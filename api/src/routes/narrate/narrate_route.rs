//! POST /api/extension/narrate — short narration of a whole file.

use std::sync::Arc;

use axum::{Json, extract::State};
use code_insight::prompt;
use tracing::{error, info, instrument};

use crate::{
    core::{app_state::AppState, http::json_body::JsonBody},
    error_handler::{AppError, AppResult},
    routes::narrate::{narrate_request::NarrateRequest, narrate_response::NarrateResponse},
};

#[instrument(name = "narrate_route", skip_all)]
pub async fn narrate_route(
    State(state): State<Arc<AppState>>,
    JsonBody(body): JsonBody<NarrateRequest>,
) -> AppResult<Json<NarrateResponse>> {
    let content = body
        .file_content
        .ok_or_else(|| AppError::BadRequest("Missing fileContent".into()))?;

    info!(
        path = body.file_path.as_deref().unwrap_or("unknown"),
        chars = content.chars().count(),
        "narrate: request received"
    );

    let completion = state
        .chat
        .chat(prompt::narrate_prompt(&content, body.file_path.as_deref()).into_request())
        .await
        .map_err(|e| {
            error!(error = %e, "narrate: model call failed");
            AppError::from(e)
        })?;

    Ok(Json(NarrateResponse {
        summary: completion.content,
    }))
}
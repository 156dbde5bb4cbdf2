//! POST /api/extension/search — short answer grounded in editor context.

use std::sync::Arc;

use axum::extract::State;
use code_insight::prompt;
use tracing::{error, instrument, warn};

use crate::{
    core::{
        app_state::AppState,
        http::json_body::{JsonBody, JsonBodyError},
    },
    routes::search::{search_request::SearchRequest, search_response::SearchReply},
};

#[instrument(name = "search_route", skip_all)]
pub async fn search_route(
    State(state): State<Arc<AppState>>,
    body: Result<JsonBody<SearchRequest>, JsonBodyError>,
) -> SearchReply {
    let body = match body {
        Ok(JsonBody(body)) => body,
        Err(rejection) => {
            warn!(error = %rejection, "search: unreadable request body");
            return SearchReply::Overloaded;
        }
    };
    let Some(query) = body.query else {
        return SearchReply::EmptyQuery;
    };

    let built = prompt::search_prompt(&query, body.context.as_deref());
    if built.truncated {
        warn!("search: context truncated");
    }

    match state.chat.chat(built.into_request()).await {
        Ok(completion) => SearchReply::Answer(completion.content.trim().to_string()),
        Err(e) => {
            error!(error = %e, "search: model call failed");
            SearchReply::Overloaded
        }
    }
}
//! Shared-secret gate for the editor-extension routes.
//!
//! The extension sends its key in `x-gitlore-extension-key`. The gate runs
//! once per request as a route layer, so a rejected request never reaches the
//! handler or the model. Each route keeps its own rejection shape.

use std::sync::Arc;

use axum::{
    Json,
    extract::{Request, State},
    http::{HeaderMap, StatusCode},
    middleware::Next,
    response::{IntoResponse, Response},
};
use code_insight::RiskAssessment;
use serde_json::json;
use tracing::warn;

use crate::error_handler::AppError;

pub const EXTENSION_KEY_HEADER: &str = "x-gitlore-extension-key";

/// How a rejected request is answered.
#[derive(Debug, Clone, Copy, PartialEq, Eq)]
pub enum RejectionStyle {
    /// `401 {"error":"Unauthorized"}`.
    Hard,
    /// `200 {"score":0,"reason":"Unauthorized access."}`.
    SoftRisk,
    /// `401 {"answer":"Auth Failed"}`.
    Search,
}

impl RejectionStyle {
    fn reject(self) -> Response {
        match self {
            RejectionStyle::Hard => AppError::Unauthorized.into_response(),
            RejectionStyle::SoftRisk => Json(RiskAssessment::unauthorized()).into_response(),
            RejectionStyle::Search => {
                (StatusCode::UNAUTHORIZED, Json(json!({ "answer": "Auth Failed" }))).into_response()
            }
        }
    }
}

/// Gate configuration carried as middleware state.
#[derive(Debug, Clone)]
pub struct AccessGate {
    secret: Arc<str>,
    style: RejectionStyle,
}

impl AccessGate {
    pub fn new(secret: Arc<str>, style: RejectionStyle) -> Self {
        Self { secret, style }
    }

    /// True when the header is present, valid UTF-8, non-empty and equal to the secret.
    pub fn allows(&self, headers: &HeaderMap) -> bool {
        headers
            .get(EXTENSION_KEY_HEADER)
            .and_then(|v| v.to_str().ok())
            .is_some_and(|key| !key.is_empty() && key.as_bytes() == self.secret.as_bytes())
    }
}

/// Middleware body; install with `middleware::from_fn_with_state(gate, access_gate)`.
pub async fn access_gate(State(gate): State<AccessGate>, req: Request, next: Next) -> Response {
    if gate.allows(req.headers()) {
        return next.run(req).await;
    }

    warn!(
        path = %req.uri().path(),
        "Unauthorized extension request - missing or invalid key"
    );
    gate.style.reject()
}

**PROBLEM STATEMENT:** Filter the lines above, keeping each one that contains the string "await".

**FINAL ANSWER:**
        .await
    match state.chat.chat(built.into_request()).await {
        return next.run(req).await;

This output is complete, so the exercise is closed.